The Hit is the second book with Will Robie as the hero. Will is a government assassin and the best in his field. Whether it is the CIA, Homeland Security, FBI or other hidden government divisions, they have their own top secret people to eliminate traitors, foreign undesirables, or rogue agents. In this story, Will is assigned to stop Jessica Reel, who is considered a rogue agent, having just killed two top government employees. Jessica is also considered the best in her field, an assassin on par with Will Robie. Now she has gone rogue, and Will must find her to bring her back...dead or alive.

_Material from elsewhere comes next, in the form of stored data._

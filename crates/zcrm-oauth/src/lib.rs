//! OAuth2 grant flows for the Zoho CRM accounts server.
//!
//! Everything the `zcrm-token-fetcher` binary needs to turn command-line
//! options into a persisted token payload:
//!
//! - [`options`] merges flags with an options file, validates and defaults
//! - [`callback`] runs the one-shot localhost listener that captures a
//!   grant token from the browser redirect
//! - [`exchange`] sends the single POST to the token endpoint, for either
//!   grant type
//! - [`output`] pretty-prints the token payload and writes it to disk

pub mod callback;
pub mod error;
pub mod exchange;
pub mod options;
pub mod output;

pub use callback::{
    CallbackListener, CallbackQuery, CapturePhase, authorize_url, capture_grant_token,
};
pub use error::{Error, Result};
pub use exchange::{TokenRequest, exchange, token_url};
pub use options::{RawOptions, ResolvedOptions, resolve};
pub use output::{format_token_payload, write_result};
//! DDA grid traversal and per-column projection.
//!
//! ```text
//!   camera_x ∈ [-1, 1]   ray = dir + plane · camera_x
//!   walk grid lines until a solid cell → perpendicular distance
//!   line_height = screen_h / perp_dist
//! ```
//!
//! Distances are measured along the view axis, not along the ray, so a flat
//! wall facing the camera projects to a constant height (no fisheye).

use glam::{IVec2, Vec2};
use rayon::prelude::*;

use crate::{
    renderer::{ColumnStrip, Side},
    world::{Camera, Cell, Material, WorldMap},
};

/// Stand-in for `1 / 0` when a ray component is exactly zero.
const NEVER: f32 = 1e30;

/// Closest a wall may get before projection, keeps `h / perp` finite.
const MIN_PERP: f32 = 1e-4;

/// Result of one DDA walk.
#[derive(Clone, Copy, Debug, PartialEq)]
pub struct RayHit {
    /// Solid cell the ray stopped in.
    pub cell: IVec2,
    pub side: Side,
    pub material: Material,
    /// Distance along the camera's forward axis.
    pub perp_dist: f32,
    /// Fractional hit position along the face, `0.0..1.0`.
    pub wall_x: f32,
    /// Grid lines crossed.
    pub steps: u32,
}

/// Screen column → camera-space x in `[-1, 1)`.
#[inline]
pub fn camera_x(x: usize, screen_w: usize) -> f32 {
    2.0 * x as f32 / screen_w as f32 - 1.0
}

#[inline]
pub fn ray_direction(camera: &Camera, camera_x: f32) -> Vec2 {
    camera.dir() + camera.plane() * camera_x
}

/// Wrapped texel row for an accumulated texture position.
/// `mask` must be `size - 1` for a power-of-two `size`.
#[inline(always)]
pub fn texel_row(tex_pos: f32, mask: i32) -> i32 {
    (tex_pos.floor() as i32) & mask
}

/// Walk `ray_dir` from `origin` until a solid cell.
///
/// Gives up after `width + height` grid crossings (more than any straight
/// walk across a bordered map needs) and returns `None`; that only happens
/// for an origin outside the grid.
pub fn cast(map: &WorldMap, origin: Vec2, ray_dir: Vec2) -> Option<RayHit> {
    let mut cell = WorldMap::cell_of(origin);

    let delta = Vec2::new(
        if ray_dir.x == 0.0 { NEVER } else { (1.0 / ray_dir.x).abs() },
        if ray_dir.y == 0.0 { NEVER } else { (1.0 / ray_dir.y).abs() },
    );

    /* step direction and distance to the first grid line on each axis */
    let (step_x, mut side_x) = if ray_dir.x < 0.0 {
        (-1, (origin.x - cell.x as f32) * delta.x)
    } else {
        (1, (cell.x as f32 + 1.0 - origin.x) * delta.x)
    };
    let (step_y, mut side_y) = if ray_dir.y < 0.0 {
        (-1, (origin.y - cell.y as f32) * delta.y)
    } else {
        (1, (cell.y as f32 + 1.0 - origin.y) * delta.y)
    };

    let cap = (map.width() + map.height()) as u32;
    let mut steps = 0;
    let (side, material) = loop {
        if steps == cap {
            log::warn!("ray from {origin} along {ray_dir} did not hit a wall in {cap} steps");
            return None;
        }
        steps += 1;

        let side = if side_x < side_y {
            side_x += delta.x;
            cell.x += step_x;
            Side::X
        } else {
            side_y += delta.y;
            cell.y += step_y;
            Side::Y
        };

        match map.cell_at(cell.x, cell.y)? {
            Cell::Empty => continue,
            Cell::Wall(material) => break (side, material),
        }
    };

    /* back off the last increment: distance to the face we just crossed */
    let perp_dist = match side {
        Side::X => side_x - delta.x,
        Side::Y => side_y - delta.y,
    };

    let wall_x = match side {
        Side::X => origin.y + perp_dist * ray_dir.y,
        Side::Y => origin.x + perp_dist * ray_dir.x,
    };

    Some(RayHit {
        cell,
        side,
        material,
        perp_dist,
        wall_x: wall_x - wall_x.floor(),
        steps,
    })
}

/// Project a hit in screen column `x` onto a `screen_h`-tall frame.
pub fn project(
    hit: &RayHit,
    ray_dir: Vec2,
    x: usize,
    screen_h: usize,
    tex_size: usize,
) -> ColumnStrip {
    let h = screen_h as i32;
    let line_height = (screen_h as f32 / hit.perp_dist.max(MIN_PERP)) as i32;

    let draw_start = (h / 2 - line_height / 2).max(0);
    let draw_end = (h / 2 + line_height / 2).min(h - 1);

    /* texture column; flip faces that would otherwise read right-to-left */
    let mut tex_x = ((hit.wall_x * tex_size as f32) as usize).min(tex_size - 1);
    let mirrored = match hit.side {
        Side::X => ray_dir.x > 0.0,
        Side::Y => ray_dir.y < 0.0,
    };
    if mirrored {
        tex_x = tex_size - tex_x - 1;
    }

    let tex_step = tex_size as f32 / line_height.max(1) as f32;
    let tex_pos = (draw_start - h / 2 + line_height / 2) as f32 * tex_step;

    ColumnStrip {
        x,
        material: hit.material,
        line_height,
        draw_start,
        draw_end,
        tex_x,
        tex_step,
        tex_pos,
        shaded: hit.side == Side::Y,
    }
}

/// Cast one ray per screen column and project the hits into `out`.
///
/// Columns are independent, so rays are cast on the rayon pool; `out` is
/// filled in column order once every worker has finished.  Columns whose ray
/// escapes (unreachable for validated maps) are left out.
pub fn cast_columns(
    map: &WorldMap,
    camera: &Camera,
    screen_w: usize,
    screen_h: usize,
    tex_size: usize,
    out: &mut Vec<ColumnStrip>,
) {
    out.clear();
    out.par_extend((0..screen_w).into_par_iter().filter_map(|x| {
        let ray = ray_direction(camera, camera_x(x, screen_w));
        let hit = cast(map, camera.pos(), ray)?;
        Some(project(&hit, ray, x, screen_h, tex_size))
    }));
}

/*====================================================================*/
/*                                Tests                                */
/*====================================================================*/
use glam::{IVec2, Vec2};

/// Default camera-plane length; ≈ 66° horizontal field of view.
pub const DEFAULT_PLANE_LEN: f32 = 0.66;

/// Player view-point in grid space.
///
/// * `pos` is in cell units; cell `(c, r)` covers `[c, c+1) × [r, r+1)`.
/// * `dir` is unit length, `plane` is perpendicular to it and points to the
///   viewer's right.  `|plane|` sets the field of view.
/// * x grows east, y grows south, so a positive turn is clockwise on the
///   minimap (a right turn).
#[derive(Clone, Copy, Debug, PartialEq)]
pub struct Camera {
    pos: Vec2,
    dir: Vec2,
    plane: Vec2,
}

impl Camera {
    /// Create a camera at `pos` looking along `dir` (normalised here).
    pub fn new(pos: Vec2, dir: Vec2, plane_len: f32) -> Self {
        let dir = dir.normalize_or(Vec2::X);
        Self {
            pos,
            dir,
            plane: dir.perp() * plane_len,
        }
    }

    #[inline]
    pub fn pos(&self) -> Vec2 {
        self.pos
    }

    #[inline]
    pub fn dir(&self) -> Vec2 {
        self.dir
    }

    #[inline]
    pub fn plane(&self) -> Vec2 {
        self.plane
    }

    /// Grid cell the camera stands in.
    #[inline]
    pub fn cell(&self) -> IVec2 {
        self.pos.floor().as_ivec2()
    }

    /// Horizontal field of view in radians.
    pub fn fov(&self) -> f32 {
        2.0 * (self.plane.length() / self.dir.length()).atan()
    }

    /// Rotate view and plane together by `angle` radians (positive = right).
    pub fn rotate(&mut self, angle: f32) {
        let rot = Vec2::from_angle(angle);
        self.dir = rot.rotate(self.dir);
        self.plane = rot.rotate(self.plane);
    }

    pub(crate) fn set_pos(&mut self, pos: Vec2) {
        self.pos = pos;
    }
}

/*====================================================================*/
/*                                Tests                                */
/*====================================================================*/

Will has no qualms about doing his job, even though he is baffled why Reel went off the grid. Jessica manages to be one step ahead of Will, but as he gets closer, Will begins to find disturbing clues that not all is as it appears to be. Meeting with other top government officials, Will begins to suspect that perhaps Jessica is not a traitor, as they are telling him she is. Keeping his mind open, Will continues to search for Jessica, and try to discover why she is doing this. Along the way, Will finds himself caught in a number of ambushes he suspects is not from Jessica Reel.
There are a number of twists, and dangerous situations that are life threatening bringing Will and Jessica face to face, with each saving each other lives. Rather then give out spoilers, what ensues is a major conspiracy that will bring the two of them together to discover the truth. Even the two top assassins are no match for what the government traitors can and will do. With their lives constantly facing danger, and death defying escapes; they must also try to find the mastermind. They must be one step ahead of the traps laid for them, and the double crosses they come across to stay alive, in order to break the conspiracy.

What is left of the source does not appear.